The messenger certainly had balls to suggest that, though he probably assumed we wouldn't punish him for what sounded very much like a suicide quest. Ren and I couldn't hold an entire wall to ourselves, but then we weren't supposed to. We were just meant to draw the Grimm's attention – all of them – while the other Soldiers retreated. Wonderful.
"He said if anyone can break off and retreat safely in the thick of battle, it would be you Heroes."
He wasn't wrong. It was a thankless and dangerous task, but if anyone could manage it, it would be us. I just didn't like our chances, nor the idea of Blake playing bait for an entire quarter of the Grimm horde.
But what could we do?
"Alright, fine. I take it I'll know the signal when it comes?"
"Three horn's blasts," the messenger reported, rushing off to pass the order along.
My attention turned back to the Grimm.
/-/
Keeping accurate track of time was impossible, but it was somewhere between my second and third wind, when I wasn't even sure what dredges of energy I was running on, that the horns sounded. There were muted cheers from the Soldiers, who sensed with it a chance to catch their breath and recuperate, but only a grim silence from myself. While they retreated, and for the duration of it, I'd have to hold the wall alone with Ren. It was a task for someone like Cinder, a superpowered Class with a ridiculous trump card. Not a Blacksmith.

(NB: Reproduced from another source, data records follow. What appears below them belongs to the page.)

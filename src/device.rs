use anyhow::{Context, Result};
use std::collections::HashMap;
use std::ffi::CString;
use std::io::Read;
use std::os::unix::ffi::OsStrExt;
use std::path::Path;
use std::process::{Command, Stdio};
use std::sync::Mutex;
use std::thread;
use std::time::{Duration, Instant};

/// Checks whether an ALSA capture device can actually be opened, by asking
/// the capture binary to dump its hardware params. The probe shells out, so
/// results are cached for a short TTL; the render and monitor paths call this
/// every cycle.
#[derive(Debug)]
pub struct DeviceValidator {
    capture_bin: String,
    probe_timeout: Duration,
    ttl: Duration,
    cache: Mutex<HashMap<String, (bool, Instant)>>,
}

impl DeviceValidator {
    pub fn new(capture_bin: impl Into<String>) -> Self {
        Self::with_timings(capture_bin, Duration::from_secs(2), Duration::from_secs(5))
    }

    pub fn with_timings(
        capture_bin: impl Into<String>,
        probe_timeout: Duration,
        ttl: Duration,
    ) -> Self {
        Self {
            capture_bin: capture_bin.into(),
            probe_timeout,
            ttl,
            cache: Mutex::new(HashMap::new()),
        }
    }

    /// Cached validity check.
    pub fn validate(&self, device: &str) -> bool {
        if device.is_empty() {
            return false;
        }
        {
            let cache = self.cache.lock().unwrap_or_else(|e| e.into_inner());
            if let Some((valid, at)) = cache.get(device) {
                if at.elapsed() < self.ttl {
                    return *valid;
                }
            }
        }
        let valid = self.probe(device);
        self.cache
            .lock()
            .unwrap_or_else(|e| e.into_inner())
            .insert(device.to_string(), (valid, Instant::now()));
        valid
    }

    /// Uncached probe with a bounded wait; a hung probe is killed and counts
    /// as invalid.
    pub fn probe(&self, device: &str) -> bool {
        if device.is_empty() {
            return false;
        }
        let mut child = match Command::new(&self.capture_bin)
            .args(["-D", device, "--dump-hw-params"])
            .stdout(Stdio::piped())
            .stderr(Stdio::piped())
            .spawn()
        {
            Ok(child) => child,
            Err(err) => {
                tracing::debug!(device, error = %err, "cannot spawn device probe");
                return false;
            }
        };

        let deadline = Instant::now() + self.probe_timeout;
        loop {
            match child.try_wait() {
                Ok(Some(_)) => break,
                Ok(None) if Instant::now() >= deadline => {
                    tracing::debug!(device, "device probe timed out");
                    let _ = child.kill();
                    let _ = child.wait();
                    return false;
                }
                Ok(None) => thread::sleep(Duration::from_millis(20)),
                Err(err) => {
                    tracing::debug!(device, error = %err, "device probe wait failed");
                    let _ = child.kill();
                    let _ = child.wait();
                    return false;
                }
            }
        }

        let mut output = String::new();
        if let Some(mut stdout) = child.stdout.take() {
            let _ = stdout.read_to_string(&mut output);
        }
        if let Some(mut stderr) = child.stderr.take() {
            let _ = stderr.read_to_string(&mut output);
        }
        !(output.contains("Invalid")
            || output.contains("No such")
            || output.to_ascii_lowercase().contains("cannot find"))
    }

    /// Enumerates capture devices via the binary's card listing, keeping only
    /// the ones that pass an uncached probe. The empty id at the front is the
    /// "recording disabled" choice the settings screen offers.
    pub fn list_devices(&self) -> Vec<(String, String)> {
        let mut devices = vec![(String::new(), "None (Disabled)".to_string())];
        let output = match Command::new(&self.capture_bin).arg("-l").output() {
            Ok(out) => String::from_utf8_lossy(&out.stdout).into_owned(),
            Err(err) => {
                tracing::error!(error = %err, "cannot list capture devices");
                return devices;
            }
        };
        for (id, label) in parse_card_listing(&output) {
            if self.probe(&id) {
                devices.push((id, label));
            }
        }
        devices
    }
}

/// Pulls `(plughw:<card>,0, label)` pairs out of an `arecord -l` listing.
pub fn parse_card_listing(output: &str) -> Vec<(String, String)> {
    let mut devices = Vec::new();
    for line in output.lines() {
        if !line.to_ascii_lowercase().contains("card") {
            continue;
        }
        let parts: Vec<&str> = line.split_whitespace().collect();
        let Some(pos) = parts.iter().position(|p| *p == "card") else {
            continue;
        };
        let Some(card_num) = parts.get(pos + 1).map(|p| p.trim_end_matches(':')) else {
            continue;
        };
        if card_num.parse::<u32>().is_err() {
            continue;
        }
        devices.push((format!("plughw:{card_num},0"), parts[pos..].join(" ")));
    }
    devices
}

/// Free bytes available to unprivileged writers at `path`.
pub fn free_space_bytes(path: &Path) -> Result<u64> {
    let c_path = CString::new(path.as_os_str().as_bytes())
        .with_context(|| format!("path not representable: {}", path.display()))?;
    let mut stat: libc::statvfs = unsafe { std::mem::zeroed() };
    let rc = unsafe { libc::statvfs(c_path.as_ptr(), &mut stat) };
    if rc != 0 {
        return Err(std::io::Error::last_os_error())
            .with_context(|| format!("statvfs {}", path.display()));
    }
    Ok(stat.f_bavail as u64 * stat.f_frsize as u64)
}

#[cfg(test)]
mod tests {
    use super::*;
    use std::fs;
    use std::os::unix::fs::PermissionsExt;
    use tempfile::tempdir;

    const CARD_LISTING: &str = "\
**** List of CAPTURE Hardware Devices ****
card 1: Device [USB Audio Device], device 0: USB Audio [USB Audio]
  Subdevices: 1/1
  Subdevice #0: subdevice #0
card 2: CODEC [USB AUDIO CODEC], device 0: USB Audio [USB Audio]
";

    #[test]
    fn parses_card_lines_into_plughw_ids() {
        let devices = parse_card_listing(CARD_LISTING);
        assert_eq!(devices.len(), 2);
        assert_eq!(devices[0].0, "plughw:1,0");
        assert!(devices[0].1.starts_with("card 1: Device"));
        assert_eq!(devices[1].0, "plughw:2,0");
    }

    #[test]
    fn parse_ignores_noise_and_non_numeric_cards() {
        assert!(parse_card_listing("no capture devices found\n").is_empty());
        assert!(parse_card_listing("card x: broken\n").is_empty());
    }

    #[test]
    fn validate_caches_probe_results() {
        let dir = tempdir().expect("tempdir");
        let counter = dir.path().join("count");
        let stub = dir.path().join("arecord");
        fs::write(
            &stub,
            format!(
                "#!/bin/sh\necho probe >> {}\necho 'FORMAT: S16_LE'\n",
                counter.display()
            ),
        )
        .expect("write stub");
        fs::set_permissions(&stub, fs::Permissions::from_mode(0o755)).expect("chmod stub");

        let validator = DeviceValidator::new(stub.to_string_lossy().into_owned());
        assert!(validator.validate("plughw:1,0"));
        assert!(validator.validate("plughw:1,0"));
        let probes = fs::read_to_string(&counter).expect("counter file");
        assert_eq!(probes.lines().count(), 1, "second call must hit the cache");
    }

    #[test]
    fn probe_rejects_invalid_device_output() {
        let dir = tempdir().expect("tempdir");
        let stub = dir.path().join("arecord");
        fs::write(&stub, "#!/bin/sh\necho 'No such device' >&2\nexit 1\n").expect("write stub");
        fs::set_permissions(&stub, fs::Permissions::from_mode(0o755)).expect("chmod stub");

        let validator = DeviceValidator::new(stub.to_string_lossy().into_owned());
        assert!(!validator.probe("plughw:7,0"));
    }

    #[test]
    fn empty_device_is_never_valid() {
        let validator = DeviceValidator::new("arecord");
        assert!(!validator.validate(""));
    }

    #[test]
    fn free_space_reports_nonzero_for_tempdir() {
        let dir = tempdir().expect("tempdir");
        let free = free_space_bytes(dir.path()).expect("statvfs");
        assert!(free > 0);
    }
}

The horn sounded past three times, determined to get its message out as torches were waved from the inner walls, signalling the retreat. The main gates of Magnis were large and wide, able to fit multiple carts through, but the inner wall only had two, and those were much smaller, capable of being held by two people if required. The Grimm would just come over the walls again, but they'd have to make another ramp of their own bodies and that would put a lot more Grimm out of action.
But we had to buy the Soldiers time first. "Go on," I called, wanting to get it over with lest my flagging stamina fail entirely. "Fall back. We'll cover you. Hurry!"
They caught the message and began to file away, crowding on the staircases while more slid down wooden ladders affixed to the inside of the walls. It wasn't instantaneous, and we'd have surely fallen if it was, but I felt the gradual shift of Soldiers. It was obvious in the sudden influx of Grimm I had to contend with.
One fell as I cut through it, another hamstrung and left to crawl around – sufficiently dealt with for now. There were few Ancient Grimm among them and that was to my benefit, since a single Ursa would have spelled doom for us. I was sure I could take one now, being far higher level than I had been back when I started Beacon, but I was also exhausted and running on fumes. Even a Beowolf was a problem right now.
Luckily, the wave of chaff held true, the Ursa below being too heavy to make it up the Grimm ramp properly and thus slipping and falling into it as they crushed Grimm beneath them. It was the lighter ones, the less-dangerous ones, who scaled it with ease. But quantity had a quality of its own, and as the full weight of their attention began to bear down on me, my sword couldn't be everywhere at once.
A claw caught my flank, under my ribs, finding a spot between my armour and tearing through cloth and skin. The wound was superficial, and I pulled away from it, not even able to kill the offending Grimm for the Canis trying to tear out my throat. It was all I could do to keep Crocea Mors roughly central to my body, protecting the important parts as I was surrounded. Something hit my armour from behind, knocking me forward. A claw rushed for my face, and though I was able to lean back, it still nicked my cheek, under my left eye, and sprayed blood upwards.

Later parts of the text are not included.